Thanks for the good write up Russ! Car looks much better, I used tough coat on my little fiesta the other day and made it look nice and glossy, I left it on the whole car then buffed off and it comes off just as easy like that. I found my self watching the beading on my bonnet while I was driving instead of looking at the road lol

Glad you are happy with the service we like to keep customers happy


----------



## MidlandsCarCare (Feb 18, 2006)

Cheers Sian.

I'm really looking forward to getting Spirit on my Golf.

Would you say Tripple is good for wheels as an AIO and would work well on exhausts?

Also, has anyone tried Glisten on interior plastics?

Russ.


----------



## SimonBash (Jun 7, 2010)

Big improvement there Russ, you will like Spirit and Lather, agree on Rejuvinate cracking product.

Did you get one of the Ltd edition cards I saw on twitter?


----------



## Leemack (Mar 6, 2009)

I concur with everything you say about the range :thumb:

I'm doing a full detail at the weekend with the new haul of AF products.

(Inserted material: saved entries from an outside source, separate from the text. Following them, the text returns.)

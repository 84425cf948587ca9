//! Background keyboard capture plumbing.
//!
//! A native hook (see `backends::windows::keyboard_hook`) receives raw key
//! messages regardless of which window has focus, translates the virtual-key
//! code through [`key_from_virtual_key`] and posts the result into a
//! [`KeyEventQueue`]. The UI thread drains the queue and forwards each event to
//! the top-level window (or the focused widget).
//!
//! The translation table is deliberately small: it covers the keys the
//! default keyboard bindings use, not a full keyboard map.

use crate::event::{Key, KeyEvent};
use crossbeam_channel::{Receiver, Sender, TryIter};

// Win32 virtual-key codes (kept local so the table is testable off Windows).
pub const VK_BACK: u16 = 0x08;
pub const VK_RETURN: u16 = 0x0D;
pub const VK_LEFT: u16 = 0x25;
pub const VK_UP: u16 = 0x26;
pub const VK_RIGHT: u16 = 0x27;
pub const VK_DOWN: u16 = 0x28;

/// Toolkit key for a virtual-key code, or `None` for anything untranslated.
pub fn key_from_virtual_key(vk: u16) -> Option<Key> {
    match vk {
        VK_UP => Some(Key::UP),
        VK_DOWN => Some(Key::DOWN),
        VK_LEFT => Some(Key::LEFT),
        VK_RIGHT => Some(Key::RIGHT),
        0x5A => Some(Key::Z),
        0x58 => Some(Key::X),
        0x41 => Some(Key::A),
        0x53 => Some(Key::S),
        VK_RETURN => Some(Key::RETURN),
        VK_BACK => Some(Key::BACKSPACE),
        _ => None,
    }
}

/// Thread-safe handle the hook posts through.
#[derive(Clone, Debug)]
pub struct KeySender {
    tx: Sender<KeyEvent>,
}

impl KeySender {
    /// Post a press/release. Never blocks; a closed queue drops the event.
    pub fn enqueue_key(&self, key: Key, pressed: bool) {
        let _ = self.tx.send(KeyEvent { key, pressed });
    }

    /// Translate and post a raw virtual-key transition. Returns whether the
    /// key was translated.
    pub fn enqueue_virtual_key(&self, vk: u16, pressed: bool) -> bool {
        match key_from_virtual_key(vk) {
            Some(key) => {
                self.enqueue_key(key, pressed);
                true
            }
            None => false,
        }
    }
}

/// Unbounded MPSC queue of synthetic key events.
#[derive(Debug)]
pub struct KeyEventQueue {
    tx: Sender<KeyEvent>,
    rx: Receiver<KeyEvent>,
}

impl Default for KeyEventQueue {
    fn default() -> Self {
        let (tx, rx) = crossbeam_channel::unbounded();
        Self { tx, rx }
    }
}

impl KeyEventQueue {
    pub fn new() -> Self {
        Self::default()
    }

    pub fn sender(&self) -> KeySender {
        KeySender {
            tx: self.tx.clone(),
        }
    }

    /// Drain everything queued so far.
    pub fn drain(&self) -> TryIter<'_, KeyEvent> {
        self.rx.try_iter()
    }

    pub fn is_empty(&self) -> bool {
        self.rx.is_empty()
    }
}
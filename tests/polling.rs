//! Gamepad polling through the public controller surface: pending-event
//! bookkeeping, window-focus gating and focus steal/release routing.

use padbridge::backends::keyboard::KeyboardDriver;
use padbridge::backends::virtual_input::{VirtualDriver, VirtualGamepad};
use padbridge::{
    Button, ButtonSet, ConfigStore, DeviceType, EventFilter, EventPriority, HatDirection,
    InputController, InputEvent, InputEventBus, InputListener, SlotAllocator, WidgetId,
};
use std::sync::Arc;

struct Accept;
impl InputListener for Accept {
    fn on_input(&mut self, _: &InputEvent) -> bool {
        true
    }
}

struct Reject;
impl InputListener for Reject {
    fn on_input(&mut self, _: &InputEvent) -> bool {
        false
    }
}

fn setup(
    slots: &Arc<SlotAllocator>,
    bus: &mut InputEventBus,
) -> (InputController, VirtualGamepad, WidgetId) {
    let window = bus.add_listener(Accept, EventFilter::All, None);
    bus.set_focus(Some(window));

    let pad = VirtualGamepad::new("Test Pad", 10, 2, 1);
    let mut controller = InputController::new(slots, Some(window));
    controller.add_input_driver(KeyboardDriver::new());
    controller.add_input_driver(VirtualDriver::new(vec![pad.clone()]));
    (controller, pad, window)
}

fn targets(bus: &InputEventBus) -> Vec<WidgetId> {
    bus.history().iter().map(|d| d.target).collect()
}

#[test]
fn press_is_hidden_from_polling_until_released() {
    let slots = SlotAllocator::new();
    let mut bus = InputEventBus::new();
    let (mut c, pad, window) = setup(&slots, &mut bus);

    pad.press_button(Button::A.index());
    pad.press_button(Button::Start.index());
    assert_eq!(c.test_gamepad(DeviceType::VIRTUAL, &mut bus), 2);

    let pending = c.pending_events();
    assert!(pending.contains(Button::A));
    assert!(pending.contains(Button::Start));
    assert!(c.poll_events().is_empty());

    pad.release_button(Button::A.index());
    assert_eq!(c.test_gamepad(DeviceType::VIRTUAL, &mut bus), 1);
    assert!(!pending.contains(Button::A));
    assert!(pending.contains(Button::Start));

    let history = bus.take_history();
    assert!(history.iter().all(|d| d.target == window));
    assert!(history.iter().all(|d| d.priority == EventPriority::High));
    assert!(matches!(
        history.last().map(|d| d.event),
        Some(InputEvent::GamepadButton(e)) if !e.pressed && e.mapped == Some(Button::A)
    ));

    assert_eq!(c.test_gamepad(DeviceType::VIRTUAL, &mut bus), 0);
}

#[test]
fn axes_and_hats_produce_mapped_events() {
    let slots = SlotAllocator::new();
    let mut bus = InputEventBus::new();
    let (mut c, pad, _) = setup(&slots, &mut bus);

    pad.set_axis(0, 0x5000);
    pad.set_hat(0, HatDirection::UP_LEFT);
    assert_eq!(c.test_gamepad(DeviceType::VIRTUAL, &mut bus), 2);

    let events: Vec<InputEvent> = bus.take_history().into_iter().map(|d| d.event).collect();
    match events[0] {
        InputEvent::GamepadAxis(e) => {
            assert_eq!(e.axis, 0);
            assert!(e.above_threshold);
            assert_eq!(e.mapped, Some(Button::Right));
        }
        other => panic!("expected an axis event first, got {other:?}"),
    }
    match events[1] {
        InputEvent::GamepadHat(e) => {
            assert!(e.pressed);
            assert_eq!(e.mapped, [Button::Up, Button::Left].into_iter().collect::<ButtonSet>());
        }
        other => panic!("expected a hat event, got {other:?}"),
    }

    let pending = c.pending_events().snapshot();
    assert_eq!(
        pending,
        [Button::Right, Button::Up, Button::Left].into_iter().collect::<ButtonSet>()
    );

    pad.set_axis(0, 100);
    pad.set_hat(0, HatDirection::CENTERED);
    c.test_gamepad(DeviceType::VIRTUAL, &mut bus);
    assert!(c.pending_events().snapshot().is_empty());
}

#[test]
fn rejected_press_is_visible_to_polling() {
    let slots = SlotAllocator::new();
    let mut bus = InputEventBus::new();
    let deaf = bus.add_listener(Reject, EventFilter::All, None);
    bus.set_focus(Some(deaf));

    let pad = VirtualGamepad::new("Test Pad", 10, 0, 0);
    let mut c = InputController::new(&slots, Some(deaf));
    c.add_input_driver(VirtualDriver::new(vec![pad.clone()]));

    pad.press_button(Button::B.index());
    assert_eq!(c.test_gamepad(DeviceType::VIRTUAL, &mut bus), 1);
    assert!(c.pending_events().snapshot().is_empty());
    assert_eq!(c.poll_events(), ButtonSet::from(Button::B));
}

#[test]
fn background_application_gets_no_events() {
    let slots = SlotAllocator::new();
    let mut bus = InputEventBus::new();
    let (mut c, pad, window) = setup(&slots, &mut bus);
    bus.set_focus(None);

    pad.press_button(Button::L.index());
    assert_eq!(c.test_gamepad(DeviceType::VIRTUAL, &mut bus), 0);
    assert!(bus.history().is_empty());
    assert_eq!(c.poll_events(), ButtonSet::from(Button::L));

    // The press was recorded while unfocused, so regaining focus is not a new edge.
    bus.set_focus(Some(window));
    assert_eq!(c.test_gamepad(DeviceType::VIRTUAL, &mut bus), 0);
}

#[test]
fn ignore_window_focus_option_delivers_in_background() {
    let slots = SlotAllocator::new();
    let mut bus = InputEventBus::new();
    let (mut c, pad, window) = setup(&slots, &mut bus);
    bus.set_focus(None);

    let mut config = ConfigStore::in_memory();
    config.options_mut().ignore_window_focus = true;
    c.set_configuration(config);

    pad.press_button(Button::R.index());
    assert_eq!(c.test_gamepad(DeviceType::VIRTUAL, &mut bus), 1);
    assert_eq!(targets(&bus), vec![window]);
}

#[test]
fn stolen_focus_routes_to_the_dialog() {
    let slots = SlotAllocator::new();
    let mut bus = InputEventBus::new();
    let (mut c, pad, window) = setup(&slots, &mut bus);
    let dialog = bus.add_listener(Accept, EventFilter::GamepadOnly, None);
    let field = bus.add_listener(Accept, EventFilter::All, Some(dialog));

    c.steal_focus(dialog);
    assert_eq!(c.focus_parent(), Some(dialog));
    pad.press_button(0);
    c.test_gamepad(DeviceType::VIRTUAL, &mut bus);

    // A focused widget inside the dialog takes precedence over the dialog.
    bus.set_focus(Some(field));
    pad.press_button(1);
    c.test_gamepad(DeviceType::VIRTUAL, &mut bus);

    // Releasing on behalf of some other widget changes nothing.
    c.release_focus(window);
    assert_eq!(c.focus_parent(), Some(dialog));

    c.release_focus(dialog);
    assert_eq!(c.focus_parent(), Some(window));
    bus.set_focus(Some(window));
    pad.press_button(2);
    c.test_gamepad(DeviceType::VIRTUAL, &mut bus);

    assert_eq!(targets(&bus), vec![dialog, field, window]);
}

fn two_pads(
    slots: &Arc<SlotAllocator>,
    bus: &mut InputEventBus,
) -> (InputController, VirtualGamepad, VirtualGamepad) {
    let window = bus.add_listener(Accept, EventFilter::All, None);
    bus.set_focus(Some(window));

    let first = VirtualGamepad::new("first", 10, 0, 1);
    let second = VirtualGamepad::new("second", 10, 0, 1);
    let mut c = InputController::new(slots, Some(window));
    c.add_input_driver(VirtualDriver::new(vec![first.clone(), second.clone()]));
    (c, first, second)
}

fn releases(bus: &mut InputEventBus) -> usize {
    bus.take_history()
        .into_iter()
        .filter(|d| match d.event {
            InputEvent::GamepadButton(e) => !e.pressed,
            InputEvent::GamepadHat(e) => !e.pressed,
            InputEvent::GamepadAxis(e) => !e.above_threshold,
            _ => false,
        })
        .count()
}

#[test]
fn switching_pads_releases_what_the_old_pad_held() {
    let slots = SlotAllocator::new();
    let mut bus = InputEventBus::new();
    let (mut c, first, second) = two_pads(&slots, &mut bus);

    first.press_button(Button::A.index());
    first.set_hat(0, HatDirection::UP);
    assert_eq!(c.test_gamepad(DeviceType::VIRTUAL, &mut bus), 2);
    let pending = c.pending_events();
    assert_eq!(
        pending.snapshot(),
        [Button::A, Button::Up].into_iter().collect::<ButtonSet>()
    );
    bus.take_history();

    c.set_gamepad(None, 1);
    assert_eq!(c.gamepad_index(None), Some(1));
    assert_eq!(c.test_gamepad(DeviceType::VIRTUAL, &mut bus), 2);
    assert_eq!(releases(&mut bus), 2);
    assert!(pending.snapshot().is_empty());
    assert_eq!(c.test_gamepad(DeviceType::VIRTUAL, &mut bus), 0);

    // The new pad's press is visible to polling until it is delivered.
    second.press_button(Button::A.index());
    assert_eq!(c.poll_events(), ButtonSet::from(Button::A));
    assert_eq!(c.test_gamepad(DeviceType::VIRTUAL, &mut bus), 1);
    assert!(pending.contains(Button::A));
}

#[test]
fn hat_held_on_both_pads_carries_across_a_preferred_switch() {
    let slots = SlotAllocator::new();
    let mut bus = InputEventBus::new();
    let (mut c, first, second) = two_pads(&slots, &mut bus);

    first.set_hat(0, HatDirection::LEFT);
    second.set_hat(0, HatDirection::LEFT);
    assert_eq!(c.test_gamepad(DeviceType::VIRTUAL, &mut bus), 1);
    let pending = c.pending_events();
    assert!(pending.contains(Button::Left));

    let mut config = ConfigStore::in_memory();
    config.set_preferred_device(DeviceType::VIRTUAL, c.player_id(), "second");
    c.set_configuration(config);
    assert_eq!(c.gamepad_index(None), Some(1));

    // Same direction on the new pad: no edge, still pending.
    assert_eq!(c.test_gamepad(DeviceType::VIRTUAL, &mut bus), 0);
    assert!(pending.contains(Button::Left));

    // Releasing it on the new pad produces the one up event.
    second.set_hat(0, HatDirection::CENTERED);
    bus.take_history();
    assert_eq!(c.test_gamepad(DeviceType::VIRTUAL, &mut bus), 1);
    assert_eq!(releases(&mut bus), 1);
    assert!(pending.snapshot().is_empty());
}

#[test]
fn pending_set_is_readable_from_the_core_thread() {
    let slots = SlotAllocator::new();
    let mut bus = InputEventBus::new();
    let (mut c, pad, _) = setup(&slots, &mut bus);

    pad.press_button(Button::B.index());
    c.test_gamepad(DeviceType::VIRTUAL, &mut bus);

    let pending = c.pending_events();
    let held = [Button::A, Button::B].into_iter().collect::<ButtonSet>();
    let filtered = std::thread::spawn(move || pending.filter(held))
        .join()
        .unwrap();
    assert_eq!(filtered, ButtonSet::from(Button::A));
}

Looks great for 90 mins mate


----------



## SimonBash (Jun 7, 2010)

RussZS said:


> Cheers Sian.
> 
> I'm really looking forward to getting Spirit on my Golf.
> 
> ...


Russ my Monza's had a nice polish up with Tripple recently, topped with Mint Rims, nice little combo IMO


----------



## alfajim (May 4, 2011)

great improvement in a short space of time :thumb:


----------



## hotwaxxx (Jul 12, 2007)

Russ - you've changed since I last saw you mate.:lol:

Seriously though - that's a stunning transformation in 90 minutes mate. Looks a different car altogether.:thumb:


----------



## MidlandsCarCare (Feb 18, 2006)

SimonBash said:


> Russ my Monza's had a nice polish up with Tripple recently, topped with Mint Rims, nice little combo IMO


You're not helping with my spending urges lol! I'll try Mint Rims too then


----------



## SimonBash (Jun 7, 2010)

RussZS said:


> You're not helping with my spending urges lol! I'll try Mint Rims too then


:lol: sorry, Mint Rims is good value compared to my other fave Autobahn, smells nice to


----------



## Matt. (Aug 26, 2007)

Great write up Russ.

I got Mint Rims when it was on the HTST at a price not to be missed. Same with Tough Coat 

I really liked using the Clay too.

Also, I used tripple on my gfs door shuts, and the amount of crap that came off was :doublesho It brought the shine out too. 

I may aswell set a direct debit up with AF if they carry on :lol:

Which wheel brush do you mean Russ?


----------



## Rowan83 (Aug 21, 2007)

Awesome job in such a short space of time Russ!


----------



## David Proctor (Mar 6, 2011)

90 min makeover looks great...!!!!!!


----------



## empsburna (Apr 5, 2006)

Wanna come and do mine Russ? :lol:


----------



## Beau Technique (Jun 21, 2010)

Nice little turn round Russ. LOL at the _Action shot on the OS front wheel_ more so aiming down your good ladies babylons rather than the wheel being cleaned:thumb:


----------



## McClane (Dec 9, 2010)

Great work Russ and Co for 90 mins! Always enjoy your work, whether it's a small spruce up or big correction job.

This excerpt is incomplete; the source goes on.